Rule ID
SV-258746r933299_rule
Version
V1R1
CCIs
CCI-001749, CCI-001774
Verify the ESXi Image Profile to only allow signed VIBs. An unsigned VIB represents untested code installed on an ESXi host. The ESXi Image profile supports four acceptance levels: 1. VMwareCertified - VIBs created, tested, and signed by VMware. 2. VMwareAccepted - VIBs created by a VMware partner but tested and signed by VMware. 3. PartnerSupported - VIBs created, tested, and signed by a certified VMware partner. 4. CommunitySupported - VIBs that have not been tested by VMware or a VMware partner. Community Supported VIBs are not supported and do not have a digital signature. To protect the security and integrity of ESXi hosts, do not allow unsigned (CommunitySupported) VIBs to be installed on hosts. Satisfies: SRG-OS-000366-VMM-001430, SRG-OS-000370-VMM-001460
From the vSphere Client, go to Hosts and Clusters. Select the ESXi Host >> Configure >> System >> Security Profile. Under "Host Image Profile Acceptance Level" view the acceptance level. or From a PowerCLI command prompt while connected to the ESXi host, run the following commands: $esxcli = Get-EsxCli -v2 $esxcli.software.acceptance.get.Invoke() If the acceptance level is "CommunitySupported", this is a finding.

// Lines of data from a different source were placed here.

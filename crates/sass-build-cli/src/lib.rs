//! Library side of the `sass-build` action binary.

pub mod cli;
pub mod logging;
pub mod run;
pub mod summary;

From the vSphere Client, go to Hosts and Clusters. Select the ESXi Host >> Configure >> System >> Security Profile. Under "Host Image Profile Acceptance Level", click "Edit". Using the drop-down selection, set the acceptance level as "VMwareCertified", "VMwareAccepted", or "PartnerSupported". The default is "PartnerSupported". or From a PowerCLI command prompt while connected to the ESXi host, run the following commands: $esxcli = Get-EsxCli -v2 $arguments = $esxcli.software.acceptance.set.CreateArgs() $arguments.level = "PartnerSupported" $esxcli.software.acceptance.set.Invoke($arguments) Note: "VMwareCertified" or "VMwareAccepted" may be substituted for "PartnerSupported", depending on local requirements. These are case sensitive.